OPA-Pack: Object-Property-Aware Robotic Bin Packing
Jia-Hui Pan, Yeok Tatt Cheah, Zhengzhe Liu, Ka-Hei Hui, Xiaojie Gao, Pheng-Ann Heng, Yun-Hui Liu, and Chi-Wing Fu

TL;DR
OPA-Pack is a novel robotic packing framework that considers object properties like fragility and chemistry, using advanced recognition and deep learning to improve packing safety and efficiency in real-world applications.
Contribution
It introduces a new object property recognition scheme, a property-aware packing network, and demonstrates practical improvements in safety and packing efficiency.
Findings
Increases accuracy of incompatible object separation from 52% to 95%.
Reduces pressure on fragile objects by 29.4%.

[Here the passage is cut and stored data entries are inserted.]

// src/csv.rs
use std::collections::HashMap;
use std::io::{self, Write};
use std::mem::take;

/// Field delimiter for tabular input/output.
#[derive(Clone, Copy, Debug, PartialEq, Eq)]
pub enum Delim {
    Csv,
    Tsv,
}

impl Delim {
    pub fn sep(self) -> char {
        match self {
            Delim::Csv => ',',
            Delim::Tsv => '\t',
        }
    }
    pub fn ext(self) -> &'static str {
        match self {
            Delim::Csv => "csv",
            Delim::Tsv => "tsv",
        }
    }
}

/* ---------------- Parsing ---------------- */

/// Minimal CSV/TSV parser (quotes + CRLF tolerant). std-only.
pub fn parse_rows(text: &str, delim: Delim) -> Vec<Vec<String>> {
    let sep = delim.sep();
    let mut rows = Vec::new();
    let mut field = s!();
    let mut row = Vec::new();
    let mut in_quotes = false;
    let mut chars = text.chars().peekable();

    while let Some(ch) = chars.next() {
        match ch {
            '"' => {
                if in_quotes {
                    if matches!(chars.peek(), Some('"')) {
                        chars.next(); // double-quote escape
                        field.push('"');
                    } else {
                        in_quotes = false;
                    }
                } else {
                    in_quotes = true;
                }
            }
            c if c == sep && !in_quotes => {
                // move the field without cloning
                row.push(take(&mut field));
            }
            '\n' | '\r' if !in_quotes => {
                if ch == '\r' && matches!(chars.peek(), Some('\n')) { chars.next(); }
                row.push(take(&mut field));
                if !row.is_empty() && !(row.len() == 1 && row[0].is_empty()) {
                    rows.push(take(&mut row));
                } else {
                    row.clear();
                }
            }
            _ => field.push(ch),
        }
    }

    // Flush any trailing field/row even if quotes were unterminated.
    if !field.is_empty() || !row.is_empty() {
        row.push(field);
        rows.push(row);
    }

    rows
}

/// Split a parsed table into header row + data rows.
/// The first row is always the header for our inputs.
pub fn split_headers(mut rows: Vec<Vec<String>>) -> (Vec<String>, Vec<Vec<String>>) {
    if rows.is_empty() { return (Vec::new(), rows); }
    let header = rows.remove(0);
    (header, rows)
}

/// Map trimmed header names to column indices.
/// Input exports carry stray whitespace in header cells; trim before lookup.
pub fn header_map(headers: &[String]) -> HashMap<String, usize> {
    headers
        .iter()
        .enumerate()
        .map(|(i, h)| (h.trim().to_string(), i))
        .collect()
}

/* ---------------- Writing ---------------- */

fn needs_quotes(field: &str, sep: char) -> bool {
    field.contains(sep) || field.contains('"') || field.contains('\n') || field.contains('\r')
}

/// Write a single CSV/TSV row to any writer.
pub fn write_row<W: Write>(mut w: W, row: &[String], delim: Delim) -> io::Result<()> {
    let sep = delim.sep();
    let mut first = true;
    for cell in row {
        if !first { write!(w, "{}", sep)?; } else { first = false; }
        if needs_quotes(cell, sep) {
            let escaped = cell.replace('"', "\"\"");
            write!(w, "\"{}\"", escaped)?;
        } else {
            write!(w, "{}", cell)?;
        }
    }
    writeln!(w)
}

/// Render a whole table (optional header line + rows) as one string.
pub fn rows_to_string(headers: Option<&[String]>, rows: &[Vec<String>], delim: Delim) -> String {
    let mut buf: Vec<u8> = Vec::new();

    if let Some(h) = headers {
        let _ = write_row(&mut buf, h, delim);
    }
    for r in rows {
        let _ = write_row(&mut buf, r, delim);
    }

    match String::from_utf8(buf) {
        Ok(s) => s,
        Err(e) => String::from_utf8_lossy(&e.into_bytes()).into_owned(),
    }
}
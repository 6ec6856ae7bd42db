// src/lib.rs

#[macro_use]
pub mod macros;
#[macro_use]
pub mod log;

pub mod analysis;
pub mod cli;
pub mod core;

pub mod csv;
pub mod file;
pub mod params;
pub mod runner;
pub mod store;
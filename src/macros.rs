// src/macros.rs
#[macro_export]
macro_rules! s {
    // String shorthand!

    // Zero-arg → String::new()
    () => {
        ::std::string::String::new()
    };
    // Any single expression — works for literals, consts, or vars
    ($expr:expr) => {
        ::std::string::String::from($expr)
    };
}
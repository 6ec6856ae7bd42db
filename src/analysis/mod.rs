// src/analysis/mod.rs
//! # Co-occurrence analysis module
//!
//! Everything downstream of the exploded-record store lives here, in strict
//! dependency order:
//!
//! ```text
//! store → jobs (aggregate) → pairs (generate) → segmented/global (metrics)
//!                                      verify reads store + output, nothing else
//! ```
//!
//! ## Conventions & invariants
//! - Logical jobs group on the **full** `(Job ID, Category, Job Type,
//!   Experience Level)` tuple, never on Job ID alone. A posting that shows up
//!   under inconsistent segment labels is analyzed as distinct jobs — that is
//!   a policy, not a bug to fix here.
//! - Skill sets are distinct and sorted, so `(skills[i], skills[j])` with
//!   `i < j` is already the canonical pair form; `(B,A)` never appears.
//! - Supports and segment totals count **every** logical job, including
//!   single-skill jobs that never contribute a pair. Pair-bearing jobs alone
//!   would inflate confidence and lift; `verify` exists to catch exactly that
//!   class of denominator bug.
//! - All intermediate maps are `BTreeMap`s built in one pass and handed to the
//!   next stage by reference; no stage mutates a predecessor's output, and
//!   repeated runs produce byte-identical tables.

pub mod types;

pub mod jobs;
pub mod pairs;

pub mod global;
pub mod segmented;
pub mod verify;
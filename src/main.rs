// src/main.rs
use color_eyre::eyre::eyre;

fn main() -> color_eyre::Result<()> {
    color_eyre::install()?;
    skillstats::cli::run().map_err(|e| eyre!("{e}"))
}
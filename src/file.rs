// src/file.rs

use std::{
    fs,
    path::{Path, PathBuf},
};

use crate::analysis::types::Table;
use crate::csv::{rows_to_string, Delim};

/// Write a finished table as one whole-file write. The contents are rendered
/// in memory first, so a failure mid-computation leaves no partial file that
/// could pass for valid output.
pub fn write_table(
    path: &Path,
    table: &Table,
    delim: Delim,
    include_headers: bool,
) -> Result<(), Box<dyn std::error::Error>> {
    if let Some(parent) = path.parent() {
        if !parent.as_os_str().is_empty() {
            ensure_directory(parent)?;
        }
    }

    let headers = include_headers.then_some(table.headers.as_slice());
    let contents = rows_to_string(headers, &table.rows, delim);

    fs::write(path, contents)?;
    Ok(())
}

pub fn ensure_directory(dir: &Path) -> Result<(), Box<dyn std::error::Error>> {
    if dir.exists() && !dir.is_dir() {
        return Err(format!("Path exists but is not a directory: {}", dir.display()).into());
    }
    if !dir.exists() { fs::create_dir_all(dir)?; }
    Ok(())
}

pub fn looks_like_dir_hint(p: &Path) -> bool {
    let s = p.to_string_lossy();
    s.ends_with('/') || s.ends_with('\\')
}

pub fn normalize_separators(p: &str) -> String {
    let sep = std::path::MAIN_SEPARATOR;
    p.chars().map(|c| if c == '/' || c == '\\' { sep } else { c }).collect()
}

/// Resolve a user-supplied output hint against a default filename:
/// a directory (existing or trailing-slash hint) gets the default name
/// joined on; anything else is taken as the file path.
pub fn resolve_out_path(hint: &Path, default_filename: &str) -> PathBuf {
    if hint.is_dir() || looks_like_dir_hint(hint) {
        hint.join(default_filename)
    } else {
        hint.to_path_buf()
    }
}
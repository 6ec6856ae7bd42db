// src/core/mod.rs

pub mod sanitize;
pub mod stats;
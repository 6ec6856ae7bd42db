// src/analysis/global.rs
// Support & Metric Calculator, global variant: one implicit segment over the
// whole dataset, with an hourly/fixed budget split that never touches the
// support counts.

use std::collections::BTreeMap;

use crate::core::stats;
use crate::store::ExplodedRecord;

use super::jobs;
use super::pairs::skill_pairs;
use super::types::{fmt_num, fmt_opt, GlobalJob, GlobalPairRow, Table};

pub const HEADERS: [&str; 15] = [
    "Skill A", "Skill B",
    "Support AB", "Support A", "Support B",
    "Confidence A→B", "Confidence B→A", "Lift", "Jaccard",
    "Hourly_Jobs", "Fixed_Jobs",
    "Hourly_Avg", "Hourly_Median", "Fixed_Avg", "Fixed_Median",
];

struct PairAcc {
    jobs: u64,
    hourly_jobs: u64,
    fixed_jobs: u64,
    // per-contributing-job stats; None entries are skipped at collection time
    hourly_avgs: Vec<f64>,
    hourly_medians: Vec<f64>,
    fixed_avgs: Vec<f64>,
    fixed_medians: Vec<f64>,
}

pub fn analyze(records: &[ExplodedRecord]) -> Vec<GlobalPairRow> {
    rows_from_jobs(&jobs::global_jobs(records))
}

pub fn rows_from_jobs(jobs: &[GlobalJob]) -> Vec<GlobalPairRow> {
    let total_jobs = jobs.len() as u64;

    // Single-skill supports over every job, pair-bearing or not.
    let mut supports: BTreeMap<&str, u64> = BTreeMap::new();
    let mut acc: BTreeMap<(&str, &str), PairAcc> = BTreeMap::new();

    for job in jobs {
        for skill in &job.skills {
            *supports.entry(skill.as_str()).or_insert(0) += 1;
        }
        for (a, b) in skill_pairs(&job.skills) {
            let entry = acc.entry((a, b)).or_insert_with(|| PairAcc {
                jobs: 0,
                hourly_jobs: 0,
                fixed_jobs: 0,
                hourly_avgs: Vec::new(),
                hourly_medians: Vec::new(),
                fixed_avgs: Vec::new(),
                fixed_medians: Vec::new(),
            });
            entry.jobs += 1;
            entry.hourly_jobs += job.is_hourly as u64;
            entry.fixed_jobs += job.is_fixed as u64;
            if let Some(v) = job.hourly_avg { entry.hourly_avgs.push(v); }
            if let Some(v) = job.hourly_median { entry.hourly_medians.push(v); }
            if let Some(v) = job.fixed_avg { entry.fixed_avgs.push(v); }
            if let Some(v) = job.fixed_median { entry.fixed_medians.push(v); }
        }
    }

    let mut rows = Vec::with_capacity(acc.len());
    for (&(a, b), pair) in acc.iter() {
        let support_a = supports[a];
        let support_b = supports[b];
        let support_ab = pair.jobs;

        rows.push(GlobalPairRow {
            skill_a: a.to_string(),
            skill_b: b.to_string(),
            support_ab,
            support_a,
            support_b,
            confidence_ab: support_ab as f64 / support_a as f64,
            confidence_ba: support_ab as f64 / support_b as f64,
            lift: (support_ab as f64 * total_jobs as f64)
                / (support_a as f64 * support_b as f64),
            jaccard: support_ab as f64 / (support_a + support_b - support_ab) as f64,
            hourly_jobs: pair.hourly_jobs,
            fixed_jobs: pair.fixed_jobs,
            hourly_avg: stats::mean(&pair.hourly_avgs),
            hourly_median: stats::median(&pair.hourly_medians),
            fixed_avg: stats::mean(&pair.fixed_avgs),
            fixed_median: stats::median(&pair.fixed_medians),
        });
    }

    rows.sort_by(|x, y| {
        y.support_ab
            .cmp(&x.support_ab)
            .then_with(|| x.skill_a.cmp(&y.skill_a))
            .then_with(|| x.skill_b.cmp(&y.skill_b))
    });
    rows
}

pub fn to_table(rows: &[GlobalPairRow]) -> Table {
    Table {
        headers: HEADERS.iter().map(|h| h.to_string()).collect(),
        rows: rows
            .iter()
            .map(|r| {
                vec![
                    r.skill_a.clone(),
                    r.skill_b.clone(),
                    r.support_ab.to_string(),
                    r.support_a.to_string(),
                    r.support_b.to_string(),
                    fmt_num(r.confidence_ab),
                    fmt_num(r.confidence_ba),
                    fmt_num(r.lift),
                    fmt_num(r.jaccard),
                    r.hourly_jobs.to_string(),
                    r.fixed_jobs.to_string(),
                    fmt_opt(r.hourly_avg),
                    fmt_opt(r.hourly_median),
                    fmt_opt(r.fixed_avg),
                    fmt_opt(r.fixed_median),
                ]
            })
            .collect(),
    }
}
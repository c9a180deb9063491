//! The five filter stages that whittle the vectorizer's paths down to
//! the ones making up the traced curve.
//!
//! Every stage consumes the current list of [`PathRecord`]s and returns
//! the survivors. Survivors keep their relative order; paths created by
//! corner splitting are appended after the untouched ones.

use serde::{Deserialize, Serialize};

use crate::corners::{CornerTolerances, split_at_corners};
use crate::corridor::TraceCorridor;
use crate::fit::{OrientedFit, Scratch, angle_between_lines, fit_oriented};
use crate::record::PathRecord;
use crate::types::{DigitizeConfig, Point};

/// One of the filter stages, in the order they run.
#[derive(Debug, Clone, Copy, PartialEq, Eq, Hash, Serialize, Deserialize)]
#[serde(rename_all = "snake_case")]
pub enum FilterStage {
    /// Drop specks shorter than the minimum line length.
    ShortSegments,
    /// Cut paths at their corners.
    Corners,
    /// Drop paths that never enter the corridor.
    NonIntersecting,
    /// Drop paths that mostly run outside the corridor.
    Outliers,
    /// Drop straight paths that cross the trace at an angle.
    Perpendiculars,
}

impl FilterStage {
    /// Every stage, in execution order.
    pub const ALL: [Self; 5] = [
        Self::ShortSegments,
        Self::Corners,
        Self::NonIntersecting,
        Self::Outliers,
        Self::Perpendiculars,
    ];

    /// Short lowercase name used in logs and diagnostics.
    #[must_use]
    pub const fn name(self) -> &'static str {
        match self {
            Self::ShortSegments => "short_segments",
            Self::Corners => "corners",
            Self::NonIntersecting => "non_intersecting",
            Self::Outliers => "outliers",
            Self::Perpendiculars => "perpendiculars",
        }
    }

    /// Human-readable label for reports.
    #[must_use]
    pub const fn label(self) -> &'static str {
        match self {
            Self::ShortSegments => "Short Segments",
            Self::Corners => "Corner Splitting",
            Self::NonIntersecting => "Non-intersecting",
            Self::Outliers => "Outliers",
            Self::Perpendiculars => "Perpendiculars",
        }
    }

    /// Zero-based position in [`ALL`](Self::ALL).
    #[must_use]
    pub const fn index(self) -> usize {
        self as usize
    }

    /// Run this stage.
    #[must_use]
    pub fn apply(self, records: Vec<PathRecord>, ctx: &mut FilterContext<'_>) -> Vec<PathRecord> {
        let before = records.len();
        let out = match self {
            Self::ShortSegments => remove_short_paths(records, ctx.config.effective_min_length()),
            Self::Corners => split_corners(
                records,
                &CornerTolerances::from_config(ctx.config),
                ctx.scratch,
            ),
            Self::NonIntersecting => remove_non_intersecting(records, ctx.corridor),
            Self::Outliers => remove_outliers(records, ctx.corridor, ctx.config.inside_fraction),
            Self::Perpendiculars => {
                remove_perpendiculars(records, ctx.corridor, ctx.config, ctx.scratch)
            }
        };
        log::debug!("{}: {before} -> {} paths", self.name(), out.len());
        out
    }
}

/// Everything the stages read besides the path list.
#[derive(Debug)]
pub struct FilterContext<'a> {
    /// Tolerances.
    pub config: &'a DigitizeConfig,
    /// Corridor around the guide trace.
    pub corridor: &'a TraceCorridor,
    /// Line-fit buffers shared by record construction and stage 5.
    pub scratch: &'a mut Scratch,
}

/// Stage 1: drop paths shorter than `min_length`.
#[must_use]
pub fn remove_short_paths(records: Vec<PathRecord>, min_length: f64) -> Vec<PathRecord> {
    let min_sq = min_length * min_length;
    records
        .into_iter()
        .filter(|r| r.length() * r.length() >= min_sq)
        .collect()
}

/// Stage 2: replace every path that has corners with its pieces.
///
/// Pieces go to the end of the list, in path order.
#[must_use]
pub fn split_corners(
    records: Vec<PathRecord>,
    tol: &CornerTolerances,
    scratch: &mut Scratch,
) -> Vec<PathRecord> {
    let mut kept = Vec::with_capacity(records.len());
    let mut pieces = Vec::new();
    for record in records {
        match split_at_corners(record.points(), tol) {
            Some(parts) => {
                pieces.extend(parts.into_iter().map(|p| PathRecord::new(p, scratch)));
            }
            None => kept.push(record),
        }
    }
    kept.append(&mut pieces);
    kept
}

/// Stage 3: drop paths with no point inside the corridor.
///
/// Paths whose bounding box misses the corridor's are rejected without
/// testing individual points.
#[must_use]
pub fn remove_non_intersecting(
    records: Vec<PathRecord>,
    corridor: &TraceCorridor,
) -> Vec<PathRecord> {
    records
        .into_iter()
        .filter(|r| {
            corridor.bounds_overlap(&r.bounds())
                && r.points().iter().any(|p| corridor.contains(*p))
        })
        .collect()
}

/// Stage 4: drop paths that run mostly outside the corridor.
///
/// Paths lying wholly inside the corridor are kept. Any other path is
/// kept only when more than `inside_fraction` of its length is inside.
#[must_use]
pub fn remove_outliers(
    records: Vec<PathRecord>,
    corridor: &TraceCorridor,
    inside_fraction: f64,
) -> Vec<PathRecord> {
    records
        .into_iter()
        .filter(|r| {
            if fully_inside(r.points(), corridor) {
                return true;
            }
            let length = r.length();
            let fraction = if length > 0.0 {
                corridor.inside_length(r.points()) / length
            } else {
                0.0
            };
            fraction > inside_fraction
        })
        .collect()
}

/// Stage 5: drop straight paths that cross the trace at an angle.
///
/// Only paths that are straight (two points, or a line-fit sigma within
/// `straightness_sigma`) and not wholly inside the corridor are judged.
/// A judged path survives when it runs parallel to the trace near its
/// end points.
#[must_use]
pub fn remove_perpendiculars(
    records: Vec<PathRecord>,
    corridor: &TraceCorridor,
    config: &DigitizeConfig,
    scratch: &mut Scratch,
) -> Vec<PathRecord> {
    let tolerance = config.parallel_tolerance();
    records
        .into_iter()
        .filter(|r| {
            let curved = r.len() > 2 && r.sigma().is_some_and(|s| s > config.straightness_sigma);
            if curved || fully_inside(r.points(), corridor) {
                return true;
            }
            runs_along_trace(r, corridor.trace(), tolerance, scratch)
        })
        .collect()
}

fn fully_inside(points: &[Point], corridor: &TraceCorridor) -> bool {
    points.iter().all(|p| corridor.contains(*p))
}

/// Whether a straight path is parallel to the trace where it meets it.
fn runs_along_trace(
    record: &PathRecord,
    trace: &[Point],
    tolerance: f64,
    scratch: &mut Scratch,
) -> bool {
    let (first, last) = record.endpoints();
    let (Some(i1), Some(i2)) = (nearest_index(trace, first), nearest_index(trace, last)) else {
        return true;
    };
    let (lo, hi) = trace_window(trace.len(), i1, i2);
    let window = &trace[lo..=hi];
    if window.len() < 2 {
        return true;
    }

    let local = fit_oriented(window, scratch);
    let path = record.oriented_fit();
    if path.vertical {
        return local.vertical;
    }
    parallel(path, local, tolerance)
}

fn parallel(path: OrientedFit, trace: OrientedFit, tolerance: f64) -> bool {
    let angle = angle_between_lines(path.direction(), trace.direction());
    // A degenerate trace window gives no direction to compare against.
    angle.is_nan() || angle < tolerance
}

/// Index of the trace point nearest to `p`; the first on ties.
fn nearest_index(trace: &[Point], p: Point) -> Option<usize> {
    trace
        .iter()
        .map(|q| q.distance_squared(p))
        .enumerate()
        .min_by(|a, b| a.1.total_cmp(&b.1))
        .map(|(i, _)| i)
}

/// Inclusive index range of the trace sample between `i1` and `i2`,
/// widened to at least 3 points where the trace allows.
fn trace_window(len: usize, i1: usize, i2: usize) -> (usize, usize) {
    let (mut lo, mut hi) = (i1.min(i2), i1.max(i2));
    if hi - lo < 2 {
        if lo == 0 {
            hi += 2;
        } else {
            lo -= 1;
            hi += 1;
        }
        let last = len.saturating_sub(1);
        if hi > last {
            lo = lo.saturating_sub(hi - last);
            hi = last;
        }
    }
    (lo, hi)
}
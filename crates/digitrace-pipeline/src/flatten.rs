//! Flattening of raw vector paths into point sequences.
//!
//! Curves are split by recursive de Casteljau subdivision until their
//! control points lie within `tolerance` of the chord, or until
//! `max_depth` levels of subdivision have been spent on one segment.
//! Every element of a path, including a second `MoveTo`, contributes to
//! a single point sequence.

use kurbo::{CubicBez, ParamCurve, PathEl, QuadBez};

use crate::types::{Point, RawPath};

/// Flatten a raw path into its ordered point sequence.
///
/// Straight segments contribute their end point only; `ClosePath`
/// contributes the start of the current subpath when the pen is not
/// already there.
#[must_use = "returns the flattened points"]
pub fn flatten(path: &RawPath, tolerance: f64, max_depth: u32) -> Vec<Point> {
    let tol_sq = tolerance * tolerance;
    let mut out: Vec<Point> = Vec::new();
    let mut start = kurbo::Point::ZERO;
    let mut current = kurbo::Point::ZERO;

    for el in path.elements() {
        match *el {
            PathEl::MoveTo(p) => {
                out.push(p.into());
                start = p;
                current = p;
            }
            PathEl::LineTo(p) => {
                if out.is_empty() {
                    out.push(current.into());
                }
                out.push(p.into());
                current = p;
            }
            PathEl::QuadTo(p1, p2) => {
                if out.is_empty() {
                    out.push(current.into());
                }
                flatten_quad(QuadBez::new(current, p1, p2), tol_sq, max_depth, &mut out);
                current = p2;
            }
            PathEl::CurveTo(p1, p2, p3) => {
                if out.is_empty() {
                    out.push(current.into());
                }
                flatten_cubic(
                    CubicBez::new(current, p1, p2, p3),
                    tol_sq,
                    max_depth,
                    &mut out,
                );
                current = p3;
            }
            PathEl::ClosePath => {
                if current != start {
                    out.push(start.into());
                }
                current = start;
            }
        }
    }

    out
}

/// Total length of a polyline: the sum of its segment lengths.
#[must_use]
pub fn polyline_length(points: &[Point]) -> f64 {
    points.windows(2).map(|w| w[0].distance(w[1])).sum()
}

fn flatten_quad(q: QuadBez, tol_sq: f64, depth: u32, out: &mut Vec<Point>) {
    if depth == 0 || segment_distance_sq(q.p1, q.p0, q.p2) <= tol_sq {
        out.push(q.p2.into());
        return;
    }
    let (left, right) = q.subdivide();
    flatten_quad(left, tol_sq, depth - 1, out);
    flatten_quad(right, tol_sq, depth - 1, out);
}

fn flatten_cubic(c: CubicBez, tol_sq: f64, depth: u32, out: &mut Vec<Point>) {
    let flatness_sq =
        segment_distance_sq(c.p1, c.p0, c.p3).max(segment_distance_sq(c.p2, c.p0, c.p3));
    if depth == 0 || flatness_sq <= tol_sq {
        out.push(c.p3.into());
        return;
    }
    let (left, right) = c.subdivide();
    flatten_cubic(left, tol_sq, depth - 1, out);
    flatten_cubic(right, tol_sq, depth - 1, out);
}

/// Squared distance from `p` to the segment `a`–`b`.
fn segment_distance_sq(p: kurbo::Point, a: kurbo::Point, b: kurbo::Point) -> f64 {
    let ab = b - a;
    let len_sq = ab.hypot2();
    if len_sq == 0.0 {
        return (p - a).hypot2();
    }
    let t = ((p - a).dot(ab) / len_sq).clamp(0.0, 1.0);
    (p - (a + ab * t)).hypot2()
}

#[cfg(test)]
mod tests {
    use kurbo::{BezPath, ParamCurveNearest};

    use super::*;

    #[test]
    fn empty_path_has_no_points() {
        assert!(flatten(&BezPath::new(), 1.0, 8).is_empty());
    }

    #[test]
    fn polyline_keeps_its_vertices() {
        let mut path = BezPath::new();
        path.move_to((0.0, 0.0));
        path.line_to((3.0, 0.0));
        path.line_to((3.0, 4.0));
        let points = flatten(&path, 1.0, 8);
        assert_eq!(
            points,
            vec![
                Point::new(0.0, 0.0),
                Point::new(3.0, 0.0),
                Point::new(3.0, 4.0)
            ]
        );
        assert!((polyline_length(&points) - 7.0).abs() < 1e-12);
    }

    #[test]
    fn close_path_returns_to_start() {
        let mut path = BezPath::new();
        path.move_to((0.0, 0.0));
        path.line_to((2.0, 0.0));
        path.line_to((2.0, 2.0));
        path.close_path();
        let points = flatten(&path, 1.0, 8);
        assert_eq!(points.last(), Some(&Point::new(0.0, 0.0)));
        assert_eq!(points.len(), 4);
    }

    #[test]
    fn cubic_stays_within_tolerance() {
        let mut path = BezPath::new();
        path.move_to((0.0, 0.0));
        path.curve_to((0.0, 50.0), (100.0, 50.0), (100.0, 0.0));
        let points = flatten(&path, 1.0, 8);
        assert!(points.len() > 4, "curve should be subdivided");
        assert_eq!(points.first(), Some(&Point::new(0.0, 0.0)));
        assert_eq!(points.last(), Some(&Point::new(100.0, 0.0)));

        // Every flattened vertex lies on the curve.
        let cubic = CubicBez::new((0.0, 0.0), (0.0, 50.0), (100.0, 50.0), (100.0, 0.0));
        for p in &points {
            let nearest = cubic.nearest(kurbo::Point::new(p.x, p.y), 1e-6);
            assert!(nearest.distance_sq < 1e-4);
        }
    }

    #[test]
    fn depth_limit_caps_subdivision() {
        let mut path = BezPath::new();
        path.move_to((0.0, 0.0));
        path.curve_to((0.0, 5000.0), (10000.0, 5000.0), (10000.0, 0.0));
        let points = flatten(&path, 1e-9, 3);
        // 2^3 pieces plus the start point.
        assert_eq!(points.len(), 9);
    }

    #[test]
    fn quad_is_flattened() {
        let mut path = BezPath::new();
        path.move_to((0.0, 0.0));
        path.quad_to((50.0, 100.0), (100.0, 0.0));
        let points = flatten(&path, 1.0, 8);
        assert!(points.len() > 3);
        assert_eq!(points.last(), Some(&Point::new(100.0, 0.0)));
    }
}
impl GuideTrace {
    /// Create a new guide trace.
    #[must_use]
    pub const fn new(points: Vec<Point>, pen_width: u32) -> Self {
        Self { points, pen_width }
    }

    /// The same trace with every point shifted by `(dx, dy)`.
    #[must_use]
    pub fn translated(&self, dx: f64, dy: f64) -> Self {
        Self {
            points: self.points.iter().map(|p| p.translate(dx, dy)).collect(),
            pen_width: self.pen_width,
        }
    }

    /// Check the trace can be turned into a corridor.
    ///
    /// # Errors
    ///
    /// Returns [`DigitizeError::InvalidTrace`] if the trace has no points,
    /// has a zero pen width, or contains non-finite coordinates.
    pub fn validate(&self) -> Result<(), DigitizeError> {
        if self.points.is_empty() {
            return Err(DigitizeError::InvalidTrace("guide trace has no points".into()));
        }
        if self.pen_width == 0 {
            return Err(DigitizeError::InvalidTrace("pen width must be at least 1".into()));
        }
        if self.points.iter().any(|p| !p.x.is_finite() || !p.y.is_finite()) {
            return Err(DigitizeError::InvalidTrace(
                "guide trace contains non-finite coordinates".into(),
            ));
        }
        Ok(())
    }
}

/// Final pipeline output: points sorted by ascending x with consecutive
/// duplicates removed.
///
/// An empty value is the "no matching line found" outcome, which is a
/// successful run, not an error.
#[derive(Debug, Clone, Default, PartialEq, Serialize, Deserialize)]
pub struct DigitizedPoints(Vec<Point>);

impl DigitizedPoints {
    /// Wrap an already sorted, deduplicated point list.
    #[must_use]
    pub const fn new(points: Vec<Point>) -> Self {
        Self(points)
    }

    /// Returns `true` if no line was found.
    #[must_use]
    pub const fn is_empty(&self) -> bool {
        self.0.is_empty()
    }

    /// Number of digitized points.
    #[must_use]
    pub const fn len(&self) -> usize {
        self.0.len()
    }

    /// Returns a slice of all points.
    #[must_use]
    pub fn points(&self) -> &[Point] {
        &self.0
    }

    /// Consumes the result and returns the underlying vector of points.
    #[must_use]
    pub fn into_points(self) -> Vec<Point> {
        self.0
    }
}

Maintains good packing compactness.
Abstract
Robotic bin packing aids in a wide range of real-world scenarios such as e-commerce and warehouses. Yet, existing works focus mainly on considering the shape of objects to optimize packing compactness and neglect object properties such as fragility, edibility, and chemistry that humans typically consider when packing objects. This paper presents OPA-Pack (Object-Property-Aware Packing framework), the first framework that equips the robot with object property considerations in planning the object packing. Technical-wise, we develop a novel object property recognition scheme with retrieval-augmented generation and chain-of-thought reasoning, and build a dataset with object property annotations for 1,032 everyday objects. Also, we formulate OPA-Net, aiming to jointly separate incompatible object pairs and reduce pressure on fragile objects, while compacting the packing. Further, OPA-Net…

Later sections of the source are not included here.